◆ PROBLEM TO SOLVE
Report only the number of lines below in which the string "Mutex" appears.

(Dataset items)
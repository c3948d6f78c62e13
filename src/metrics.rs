use std::collections::HashMap;
use std::sync::Mutex;
use std::time::Duration;

/// Completion count and cumulative run time for one work type.
#[derive(Debug, Clone, Copy, Default, PartialEq, Eq)]
pub struct WorkStats {
    pub completed: u64,
    pub time: Duration,
}

/// Per work type completion counters, shared by the performers of one node.
#[derive(Debug, Default)]
pub struct WorkMetrics {
    stats: Mutex<HashMap<String, WorkStats>>,
}

impl WorkMetrics {
    pub fn new() -> Self {
        Self::default()
    }

    pub fn record(&self, work_type: &str, elapsed: Duration) {
        let mut stats = self.stats.lock().unwrap_or_else(|e| e.into_inner());
        let entry = stats.entry(work_type.to_string()).or_default();
        entry.completed += 1;
        entry.time += elapsed;
    }

    pub fn stats(&self, work_type: &str) -> WorkStats {
        self.stats
            .lock()
            .unwrap_or_else(|e| e.into_inner())
            .get(work_type)
            .copied()
            .unwrap_or_default()
    }

    pub fn total_completed(&self) -> u64 {
        self.stats
            .lock()
            .unwrap_or_else(|e| e.into_inner())
            .values()
            .map(|s| s.completed)
            .sum()
    }
}

#[cfg(test)]
mod tests {
    use super::*;

    #[test]
    fn records_per_type() {
        let metrics = WorkMetrics::new();
        metrics.record("A", Duration::from_millis(10));
        metrics.record("A", Duration::from_millis(5));
        metrics.record("B", Duration::from_millis(1));

        assert_eq!(
            metrics.stats("A"),
            WorkStats {
                completed: 2,
                time: Duration::from_millis(15)
            }
        );
        assert_eq!(metrics.stats("C"), WorkStats::default());
        assert_eq!(metrics.total_completed(), 3);
    }
}
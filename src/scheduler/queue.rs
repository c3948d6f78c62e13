use std::collections::BTreeMap;
use std::sync::Arc;
use std::time::Duration;

use chrono::{DateTime, Utc};
use tokio::time::Instant;

use crate::clock::{self, Clock, SystemClock};
use crate::config::QueueConfig;
use crate::error::{LockConflict, QueueError, Result};
use crate::metrics::WorkMetrics;
use crate::queuer::Queuer;
use crate::scheduler::job::{Failure, JobId, JobRecord, NewJob, Priority, WEIGHT_CAPACITY};
use crate::scheduler::registry::WorkRegistry;
use crate::scheduler::work::{
    NewWork, NewWorkRow, WorkContext, WorkItem, WorkProposal, WorkRecord,
};
use crate::store::{DueJobs, Store, Transaction};

const WAIT_POLL_INTERVAL: Duration = Duration::from_millis(100);

/// Jobs considered per `next_job` query.
const NEXT_JOB_LIMIT: usize = 1;

/// Snapshot of one work type's jobs, as reported by [`JobQueue::histogram`].
#[derive(Debug, Clone, Copy, Default, PartialEq, Eq)]
pub struct WorkHistogram {
    pub queued: usize,
    pub assigned: usize,
    /// Unassigned and past `not_before`.
    pub late: usize,
    pub failed: usize,
    pub completed: u64,
    pub time: Duration,
}

/// The job table and the work item lifecycle on top of it.
///
/// Everything that reads or writes `JOB` and the work tables goes through
/// here: creating work, claiming due jobs, and running a claimed job to
/// completion with the right locks and failure handling.
pub struct JobQueue {
    store: Arc<dyn Store>,
    registry: WorkRegistry,
    clock: Arc<dyn Clock>,
    metrics: Arc<WorkMetrics>,
    config: QueueConfig,
}

impl std::fmt::Debug for JobQueue {
    fn fmt(&self, f: &mut std::fmt::Formatter<'_>) -> std::fmt::Result {
        f.debug_struct("JobQueue")
            .field("registry", &self.registry)
            .field("config", &self.config)
            .finish()
    }
}

impl JobQueue {
    pub fn new(store: Arc<dyn Store>, registry: WorkRegistry) -> Self {
        Self {
            store,
            registry,
            clock: Arc::new(SystemClock),
            metrics: Arc::new(WorkMetrics::new()),
            config: QueueConfig::default(),
        }
    }

    pub fn with_clock(mut self, clock: Arc<dyn Clock>) -> Self {
        self.clock = clock;
        self
    }

    pub fn with_metrics(mut self, metrics: Arc<WorkMetrics>) -> Self {
        self.metrics = metrics;
        self
    }

    pub fn with_config(mut self, config: QueueConfig) -> Self {
        self.config = config;
        self
    }

    pub fn store(&self) -> &dyn Store {
        self.store.as_ref()
    }

    pub fn registry(&self) -> &WorkRegistry {
        &self.registry
    }

    pub fn metrics(&self) -> &Arc<WorkMetrics> {
        &self.metrics
    }

    pub fn config(&self) -> &QueueConfig {
        &self.config
    }

    pub fn now(&self) -> DateTime<Utc> {
        self.clock.now()
    }

    /// Write a job row and its work row in `txn`.
    ///
    /// Returns `None` when a singleton type already has a row and `force`
    /// was not given; forcing removes the existing rows first.
    pub async fn make_job(
        &self,
        txn: &mut dyn Transaction,
        work: NewWork,
    ) -> Result<Option<WorkProposal>> {
        let item = self.registry.get(&work.work_type)?;
        let weight = work.weight.unwrap_or_else(|| item.default_weight());
        if weight > WEIGHT_CAPACITY {
            return Err(QueueError::InvalidWork(format!(
                "weight {} exceeds capacity {}",
                weight, WEIGHT_CAPACITY
            )));
        }

        if item.policy().is_singleton() {
            let existing = txn.all_work(&work.work_type).await?;
            if !existing.is_empty() {
                if !work.force {
                    tracing::debug!(work_type = %work.work_type, "Singleton already queued, ignoring");
                    return Ok(None);
                }
                for old in &existing {
                    old.remove(txn).await?;
                }
            }
        }

        let job = txn
            .insert_job(NewJob {
                work_type: work.work_type.clone(),
                priority: work.priority.unwrap_or_else(|| item.default_priority()),
                weight,
                not_before: work.not_before.unwrap_or_else(|| self.now()),
                pause: work.pause,
            })
            .await?;
        let record = txn
            .insert_work(NewWorkRow {
                work_type: work.work_type,
                job_id: job.job_id,
                group: work.group,
                payload: work.payload,
            })
            .await?;

        tracing::debug!(job_id = job.job_id, work_type = %job.work_type, "Job created");
        Ok(Some(WorkProposal {
            job_id: job.job_id,
            work_id: record.work_id,
            work_type: job.work_type,
            weight: job.weight,
            not_before: job.not_before,
        }))
    }

    /// Enqueue `work` to run `delay` from now.
    pub async fn reschedule(
        &self,
        txn: &mut dyn Transaction,
        queuer: &dyn Queuer,
        work: NewWork,
        delay: Duration,
    ) -> Result<Option<WorkProposal>> {
        let when = clock::add(self.now(), delay);
        tracing::debug!(work_type = %work.work_type, when = %when, "Scheduling next run");
        queuer.enqueue_work(txn, work.not_before(when)).await
    }

    /// Claim the best due job at or above `min_priority`, locked for update.
    pub async fn next_job(
        &self,
        txn: &mut dyn Transaction,
        now: DateTime<Utc>,
        min_priority: Priority,
    ) -> Result<Option<JobRecord>> {
        Ok(self
            .next_jobs(txn, now, min_priority, NEXT_JOB_LIMIT)
            .await?
            .into_iter()
            .next())
    }

    pub async fn next_jobs(
        &self,
        txn: &mut dyn Transaction,
        now: DateTime<Utc>,
        min_priority: Priority,
        limit: usize,
    ) -> Result<Vec<JobRecord>> {
        txn.due_jobs(DueJobs {
            now,
            min_priority,
            limit,
        })
        .await
    }

    /// The work row belonging to `job`, if exactly one exists.
    pub async fn work_item(
        &self,
        txn: &mut dyn Transaction,
        job: &JobRecord,
    ) -> Result<Option<WorkRecord>> {
        let mut rows = txn.work_for_job(&job.work_type, job.job_id).await?;
        Ok(if rows.len() == 1 { rows.pop() } else { None })
    }

    /// True when the job's work row is locked, i.e. someone is executing it.
    pub async fn is_running(&self, txn: &mut dyn Transaction, job: &JobRecord) -> Result<bool> {
        match self.work_item(txn, job).await? {
            Some(work) => Ok(!txn.try_lock_work(&work.work_type, work.work_id, None).await?),
            None => Ok(false),
        }
    }

    /// Run a claimed job to completion in its own transaction.
    ///
    /// Lock contention, application failures and temporary failures are
    /// turned into a rescheduled `JOB` row and reported as `Ok`. Only
    /// unexpected errors (store failures, unknown work types) are returned.
    pub async fn ultimately_perform(&self, job_id: JobId, queuer: &dyn Queuer) -> Result<()> {
        let started = Instant::now();
        tracing::debug!(job_id, "Job starting to run");

        let mut txn = self
            .store
            .begin(&format!("ultimately_perform: {}", job_id))
            .await?;
        let job = match txn.load_job(job_id).await {
            Ok(Some(job)) => job,
            Ok(None) => {
                txn.commit().await?;
                tracing::debug!(job_id, elapsed = ?started.elapsed(), "Job already removed");
                return Ok(());
            }
            Err(e) => {
                abort_quietly(txn).await;
                return Err(e);
            }
        };

        let failure = match self.run_job(txn.as_mut(), &job, queuer).await {
            Ok(()) => {
                txn.commit().await?;
                let late = self.now() - job.not_before;
                tracing::debug!(
                    job_id,
                    work_type = %job.work_type,
                    elapsed = ?started.elapsed(),
                    late_ms = late.num_milliseconds(),
                    "Job completed"
                );
                return Ok(());
            }
            Err(QueueError::JobTemporary(delay)) => Failure::Temporary(delay),
            Err(QueueError::JobRunning(conflict)) => Failure::Locked(conflict),
            Err(QueueError::JobFailed(_)) => Failure::Error,
            Err(e) => {
                tracing::error!(job_id, error = %e, elapsed = ?started.elapsed(), "Job hit unexpected error");
                abort_quietly(txn).await;
                return Err(e);
            }
        };

        tracing::debug!(
            job_id,
            work_type = %job.work_type,
            failure = ?failure,
            attempt = job.failed + 1,
            elapsed = ?started.elapsed(),
            "Job did not complete"
        );
        txn.abort().await?;
        self.failure_clean_up(job_id, failure).await
    }

    /// Mark a job as failed to run, in a fresh transaction.
    pub async fn failure_clean_up(&self, job_id: JobId, failure: Failure) -> Result<()> {
        let mut txn = self
            .store
            .begin(&format!("failure_clean_up: {}", job_id))
            .await?;
        let result = match txn.load_job(job_id).await {
            Ok(Some(mut job)) => {
                job.failed_to_run(txn.as_mut(), self.now(), failure, &self.config)
                    .await
            }
            Ok(None) => {
                tracing::debug!(job_id, "Job disappeared before it could be marked failed");
                Ok(())
            }
            Err(e) => Err(e),
        };
        match result {
            Ok(()) => txn.commit().await,
            Err(e) => {
                abort_quietly(txn).await;
                Err(e)
            }
        }
    }

    /// Lock, run and delete one job inside `txn`.
    async fn run_job(
        &self,
        txn: &mut dyn Transaction,
        job: &JobRecord,
        queuer: &dyn Queuer,
    ) -> Result<()> {
        let item = self.registry.get(&job.work_type)?;
        if let Some(work) = self.work_item(txn, job).await? {
            self.runlock(txn, &work).await?;

            let mut ctx = WorkContext::new(&mut *txn, queuer, job, self.now());
            if let Err(e) = run_work(item.as_ref(), &mut ctx, &work).await {
                tracing::error!(
                    job_id = job.job_id,
                    work_id = work.work_id,
                    error = %e,
                    "Work failed"
                );
                return Err(match e {
                    QueueError::JobTemporary(delay) => QueueError::JobTemporary(delay),
                    QueueError::JobFailed(reason) => QueueError::JobFailed(reason),
                    other => QueueError::failed(other),
                });
            }
        }

        // Last, so the job row stays locked for as short a time as possible.
        txn.delete_job(job.job_id).await?;
        Ok(())
    }

    /// Take the group lock, then the work row lock.
    async fn runlock(&self, txn: &mut dyn Transaction, work: &WorkRecord) -> Result<()> {
        let wait = Some(self.config.lock_timeout);
        if let Some(name) = work.group_lock_name() {
            if !txn.try_named_lock(&name, wait).await? {
                return Err(QueueError::JobRunning(LockConflict::Group));
            }
        }
        if !txn.try_lock_work(&work.work_type, work.work_id, wait).await? {
            return Err(QueueError::JobRunning(LockConflict::OwnRow));
        }
        Ok(())
    }

    /// Per work type counts of what is in `JOB`, plus completion stats.
    pub async fn histogram(
        &self,
        txn: &mut dyn Transaction,
    ) -> Result<BTreeMap<String, WorkHistogram>> {
        let now = self.now();
        let mut results: BTreeMap<String, WorkHistogram> = BTreeMap::new();
        for work_type in self.registry.work_types() {
            let stats = self.metrics.stats(&work_type);
            results.insert(
                work_type,
                WorkHistogram {
                    completed: stats.completed,
                    time: stats.time,
                    ..Default::default()
                },
            );
        }

        for job in txn.all_jobs().await? {
            let entry = results.entry(job.work_type.clone()).or_default();
            entry.queued += 1;
            if job.assigned.is_some() {
                entry.assigned += 1;
            } else if job.not_before < now {
                entry.late += 1;
            }
            if job.failed > 0 {
                entry.failed += 1;
            }
        }
        Ok(results)
    }

    /// Wait for `JOB` to drain. Returns false on timeout.
    pub async fn wait_empty(&self, timeout: Duration) -> Result<bool> {
        self.wait_until(timeout, "wait_empty", |txn| {
            Box::pin(async move { Ok(txn.all_jobs().await?.is_empty()) })
        })
        .await
    }

    /// Wait for one job row to go away. Returns false on timeout.
    pub async fn wait_job_done(&self, job_id: JobId, timeout: Duration) -> Result<bool> {
        self.wait_until(timeout, "wait_job_done", move |txn| {
            Box::pin(async move { Ok(txn.load_job(job_id).await?.is_none()) })
        })
        .await
    }

    /// Wait for every row of the given work types to go away.
    pub async fn wait_work_done(&self, work_types: &[&str], timeout: Duration) -> Result<bool> {
        let types: Vec<String> = work_types.iter().map(|t| t.to_string()).collect();
        self.wait_until(timeout, "wait_work_done", move |txn| {
            let types = types.clone();
            Box::pin(async move {
                for work_type in &types {
                    if !txn.all_work(work_type).await?.is_empty() {
                        return Ok(false);
                    }
                }
                Ok(true)
            })
        })
        .await
    }

    async fn wait_until<F>(&self, timeout: Duration, label: &str, check: F) -> Result<bool>
    where
        F: for<'t> Fn(&'t mut dyn Transaction) -> futures::future::BoxFuture<'t, Result<bool>>,
    {
        let deadline = Instant::now() + timeout;
        loop {
            let mut txn = self.store.begin(label).await?;
            let done = check(txn.as_mut()).await;
            txn.commit().await?;
            if done? {
                return Ok(true);
            }
            if Instant::now() >= deadline {
                return Ok(false);
            }
            tokio::time::sleep(WAIT_POLL_INTERVAL).await;
        }
    }
}

async fn run_work(item: &dyn WorkItem, ctx: &mut WorkContext<'_>, work: &WorkRecord) -> Result<()> {
    let policy = item.policy();
    if policy.before_work(item, ctx, work).await? {
        item.do_work(ctx, work).await?;
        policy.after_work(ctx, work).await?;
    } else {
        tracing::debug!(work_id = work.work_id, "Work already consumed, skipping");
    }
    Ok(())
}

async fn abort_quietly(txn: Box<dyn Transaction>) {
    let label = txn.label().to_string();
    if let Err(e) = txn.abort().await {
        tracing::warn!(label = %label, error = %e, "Failed to abort transaction");
    }
}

◆ ANSWER FOR THE TASK
2